(Records from a data source)
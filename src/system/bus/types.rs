/*!
 * Event Bus Types
 * Topics and the typed payloads published on them
 */

use serde::{Deserialize, Serialize};
use std::fmt;

use crate::core::types::{now_millis, Timestamp};
use crate::system::clipboard::ClipboardContent;
use crate::system::notifications::SystemNotification;
use crate::vfs::VfsPath;

/// Subscription handle id
pub type SubscriptionId = u64;

/// Pub/sub topic
#[derive(Debug, Clone, PartialEq, Eq, Hash, Serialize, Deserialize)]
#[serde(tag = "topic", content = "name", rename_all = "snake_case")]
pub enum Topic {
    /// File-system change events
    FileSystem,
    /// Toast notifications added or removed
    Notifications,
    /// Clipboard writes
    Clipboard,
    /// Named broadcast channel for inter-app messages
    Channel(String),
}

impl Topic {
    pub fn channel(name: impl Into<String>) -> Self {
        Self::Channel(name.into())
    }
}

impl fmt::Display for Topic {
    fn fmt(&self, f: &mut fmt::Formatter<'_>) -> fmt::Result {
        match self {
            Topic::FileSystem => write!(f, "fileSystemChange"),
            Topic::Notifications => write!(f, "notifications"),
            Topic::Clipboard => write!(f, "clipboard"),
            Topic::Channel(name) => write!(f, "channel:{}", name),
        }
    }
}

/// What happened to a path
#[derive(Debug, Clone, Copy, PartialEq, Eq, Hash, Serialize, Deserialize)]
#[serde(rename_all = "snake_case")]
pub enum FsChangeKind {
    Created,
    Modified,
    Deleted,
    Renamed,
    Moved,
    Copied,
}

/// File-system change notification
#[derive(Debug, Clone, PartialEq, Eq, Serialize, Deserialize)]
pub struct FsChange {
    pub path: VfsPath,
    pub kind: FsChangeKind,
    pub timestamp: Timestamp,
}

impl FsChange {
    pub fn new(path: VfsPath, kind: FsChangeKind) -> Self {
        Self {
            path,
            kind,
            timestamp: now_millis(),
        }
    }

    /// Whether a view showing `dir` should reload
    ///
    /// True when the change is at or below `dir`, or when `dir` lies under
    /// the folder that contains the changed path.
    pub fn affects_directory(&self, dir: &VfsPath) -> bool {
        if self.path.starts_with(dir) {
            return true;
        }
        let changed_dir = self.path.parent().unwrap_or_else(VfsPath::root);
        dir.starts_with(&changed_dir)
    }
}

/// Toast lifecycle event
#[derive(Debug, Clone, PartialEq, Eq, Serialize, Deserialize)]
#[serde(tag = "action", rename_all = "snake_case")]
pub enum NotificationEvent {
    Added(SystemNotification),
    Removed { id: u64 },
}

/// Everything that travels over the bus
#[derive(Debug, Clone, PartialEq, Serialize, Deserialize)]
#[serde(tag = "type", content = "payload", rename_all = "snake_case")]
pub enum SystemEvent {
    FileSystem(FsChange),
    Notification(NotificationEvent),
    Clipboard(Option<ClipboardContent>),
    Message {
        channel: String,
        data: serde_json::Value,
    },
}

impl SystemEvent {
    /// Topic this event is delivered on
    pub fn topic(&self) -> Topic {
        match self {
            SystemEvent::FileSystem(_) => Topic::FileSystem,
            SystemEvent::Notification(_) => Topic::Notifications,
            SystemEvent::Clipboard(_) => Topic::Clipboard,
            SystemEvent::Message { channel, .. } => Topic::Channel(channel.clone()),
        }
    }

    pub fn as_fs_change(&self) -> Option<&FsChange> {
        match self {
            SystemEvent::FileSystem(change) => Some(change),
            _ => None,
        }
    }

    /// Broadcast payload for channel messages
    pub fn message_data(&self) -> Option<&serde_json::Value> {
        match self {
            SystemEvent::Message { data, .. } => Some(data),
            _ => None,
        }
    }
}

#### WHAT YOU WILL DO
Please print out every entry again, exactly as it reads.

#### RESULT OF THE EXERCISE
filename src/system/bus/types.rs
/*!
 * Event Bus Types
 * Topics and the typed payloads published on them
 */

use serde::{Deserialize, Serialize};
use std::fmt;

use crate::core::types::{now_millis, Timestamp};
use crate::system::clipboard::ClipboardContent;
use crate::system::notifications::SystemNotification;
use crate::vfs::VfsPath;

/// Subscription handle id
pub type SubscriptionId = u64;

/// Pub/sub topic
#[derive(Debug, Clone, PartialEq, Eq, Hash, Serialize, Deserialize)]
#[serde(tag = "topic", content = "name", rename_all = "snake_case")]
pub enum Topic {
    /// File-system change events
    FileSystem,
    /// Toast notifications added or removed
    Notifications,
    /// Clipboard writes
    Clipboard,
    /// Named broadcast channel for inter-app messages
    Channel(String),
}

impl Topic {
    pub fn channel(name: impl Into<String>) -> Self {
        Self::Channel(name.into())
    }
}

impl fmt::Display for Topic {
    fn fmt(&self, f: &mut fmt::Formatter<'_>) -> fmt::Result {
        match self {
            Topic::FileSystem => write!(f, "fileSystemChange"),
            Topic::Notifications => write!(f, "notifications"),
            Topic::Clipboard => write!(f, "clipboard"),
            Topic::Channel(name) => write!(f, "channel:{}", name),
        }
    }
}

/// What happened to a path
#[derive(Debug, Clone, Copy, PartialEq, Eq, Hash, Serialize, Deserialize)]
#[serde(rename_all = "snake_case")]
pub enum FsChangeKind {
    Created,
    Modified,
    Deleted,
    Renamed,
    Moved,
    Copied,
}

/// File-system change notification
#[derive(Debug, Clone, PartialEq, Eq, Serialize, Deserialize)]
pub struct FsChange {
    pub path: VfsPath,
    pub kind: FsChangeKind,
    pub timestamp: Timestamp,
}

impl FsChange {
    pub fn new(path: VfsPath, kind: FsChangeKind) -> Self {
        Self {
            path,
            kind,
            timestamp: now_millis(),
        }
    }

    /// Whether a view showing `dir` should reload
    ///
    /// True when the change is at or below `dir`, or when `dir` lies under
    /// the folder that contains the changed path.
    pub fn affects_directory(&self, dir: &VfsPath) -> bool {
        if self.path.starts_with(dir) {
            return true;
        }
        let changed_dir = self.path.parent().unwrap_or_else(VfsPath::root);
        dir.starts_with(&changed_dir)
    }
}

/// Toast lifecycle event
#[derive(Debug, Clone, PartialEq, Eq, Serialize, Deserialize)]
#[serde(tag = "action", rename_all = "snake_case")]
pub enum NotificationEvent {
    Added(SystemNotification),
    Removed { id: u64 },
}

/// Everything that travels over the bus
#[derive(Debug, Clone, PartialEq, Serialize, Deserialize)]
#[serde(tag = "type", content = "payload", rename_all = "snake_case")]
pub enum SystemEvent {
    FileSystem(FsChange),
    Notification(NotificationEvent),
    Clipboard(Option<ClipboardContent>),
    Message {
        channel: String,
        data: serde_json::Value,
    },
}

impl SystemEvent {
    /// Topic this event is delivered on
    pub fn topic(&self) -> Topic {
        match self {
            SystemEvent::FileSystem(_) => Topic::FileSystem,
            SystemEvent::Notification(_) => Topic::Notifications,
            SystemEvent::Clipboard(_) => Topic::Clipboard,
            SystemEvent::Message { channel, .. } => Topic::Channel(channel.clone()),
        }
    }

    pub fn as_fs_change(&self) -> Option<&FsChange> {
        match self {
            SystemEvent::FileSystem(change) => Some(change),
            _ => None,
        }
    }

    /// Broadcast payload for channel messages
    pub fn message_data(&self) -> Option<&serde_json::Value> {
        match self {
            SystemEvent::Message { data, .. } => Some(data),
            _ => None,
        }
    }
}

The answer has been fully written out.